── ENTRIES SHOWN
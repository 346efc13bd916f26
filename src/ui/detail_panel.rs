use ratatui::{
    prelude::*,
    widgets::{Block, Borders, Paragraph, Wrap},
};

use super::theme;
use crate::app::{App, Panel, Row};
use crate::models::{PackageResult, StatusGlyph, TestCase, coverage_band, status_glyph};

pub fn draw(frame: &mut Frame, app: &mut App, area: Rect) {
    let focused = app.active_panel == Panel::Detail;
    let border_style = if focused {
        Style::default().fg(theme::BLUE)
    } else {
        Style::default().fg(theme::SURFACE2)
    };

    let block = Block::default()
        .title(" Detail ")
        .borders(Borders::ALL)
        .border_style(border_style);

    let inner = block.inner(area);
    frame.render_widget(block, area);

    let content = app
        .selected_row()
        .and_then(|row| {
            let snapshot = app.snapshot()?;
            let package = snapshot.package(row.package())?;
            Some(match row {
                Row::Package { .. } => package_text(package),
                Row::Test { index, .. } => test_text(package, package.tests.get(index)?),
            })
        })
        .unwrap_or_else(|| Text::from("Select a package to view details."));

    let max_scroll = (content.height() as u16).saturating_sub(inner.height);
    app.detail_scroll_offset = app.detail_scroll_offset.min(max_scroll);

    let paragraph = Paragraph::new(content)
        .wrap(Wrap { trim: false })
        .scroll((app.detail_scroll_offset, 0));
    frame.render_widget(paragraph, inner);
}

fn package_text(package: &PackageResult) -> Text<'static> {
    let glyph = status_glyph(package.status);
    let band = coverage_band(package.coverage);
    let counts = package.counts();

    let mut lines = vec![
        Line::from(vec![
            Span::styled(format!("{} ", glyph.icon()), Style::default().fg(glyph.color())),
            Span::styled(package.name.clone(), Style::default().fg(theme::TEXT).bold()),
        ]),
        Line::from(""),
        Line::from(vec![
            Span::styled("Coverage: ", Style::default().fg(theme::OVERLAY0)),
            Span::styled(
                format!("{:.1}% ({})", package.coverage, band.label()),
                Style::default().fg(band.color()),
            ),
        ]),
        Line::from(vec![
            Span::styled("Duration: ", Style::default().fg(theme::OVERLAY0)),
            Span::styled(format!("{:.3}s", package.duration), Style::default().fg(theme::MAUVE)),
        ]),
        Line::from(""),
        count_line(counts.passed, counts.failed),
    ];

    let failing: Vec<&TestCase> = package
        .tests
        .iter()
        .filter(|t| status_glyph(t.status) == StatusGlyph::Fail)
        .collect();
    for test in failing {
        lines.push(Line::from(""));
        lines.extend(test_header(test));
        lines.extend(output_lines(test));
    }

    Text::from(lines)
}

fn test_text(package: &PackageResult, test: &TestCase) -> Text<'static> {
    let mut lines = vec![
        Line::from(Span::styled(
            format!("{} > {}", package.name, test.name),
            Style::default().fg(theme::OVERLAY0).bold(),
        )),
        Line::from(""),
    ];
    lines.extend(test_header(test));
    let output = output_lines(test);
    if output.is_empty() {
        lines.push(Line::from(""));
        lines.push(Line::from(Span::styled(
            "No output captured.",
            Style::default().fg(theme::OVERLAY0),
        )));
    } else {
        lines.extend(output);
    }
    Text::from(lines)
}

fn count_line(passed: usize, failed: usize) -> Line<'static> {
    let mut spans = Vec::new();
    for (glyph, n) in [
        (StatusGlyph::Pass, passed),
        (StatusGlyph::Fail, failed),
    ] {
        spans.push(Span::styled(
            format!("{} {}   ", glyph.icon(), n),
            Style::default().fg(glyph.color()),
        ));
    }
    Line::from(spans)
}

fn test_header(test: &TestCase) -> Vec<Line<'static>> {
    let glyph = status_glyph(test.status);
    vec![Line::from(vec![
        Span::styled(format!("{} ", glyph.icon()), Style::default().fg(glyph.color())),
        Span::styled(test.name.clone(), Style::default().fg(glyph.color()).bold()),
        Span::styled(
            format!("  {:.3}s", test.duration),
            Style::default().fg(theme::MAUVE),
        ),
    ])]
}

fn output_lines(test: &TestCase) -> Vec<Line<'static>> {
    if test.output.is_empty() {
        return Vec::new();
    }
    let mut lines = vec![
        Line::from(""),
        Line::from(Span::styled("━━ Output ━━", Style::default().fg(theme::YELLOW))),
    ];
    // Producers may send either one entry per line or whole blocks.
    for chunk in &test.output {
        for text in chunk.lines() {
            let style = if text.contains("FAIL") || text.contains("panic") {
                Style::default().fg(theme::RED)
            } else {
                Style::default().fg(theme::SUBTEXT0)
            };
            lines.push(Line::from(Span::styled(text.to_string(), style)));
        }
    }
    lines
}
────
Find the word "snapshot" in the listing above. Copy each line where it appears.

> [TASK ANSWER]
            let snapshot = app.snapshot()?;
            let package = snapshot.package(row.package())?;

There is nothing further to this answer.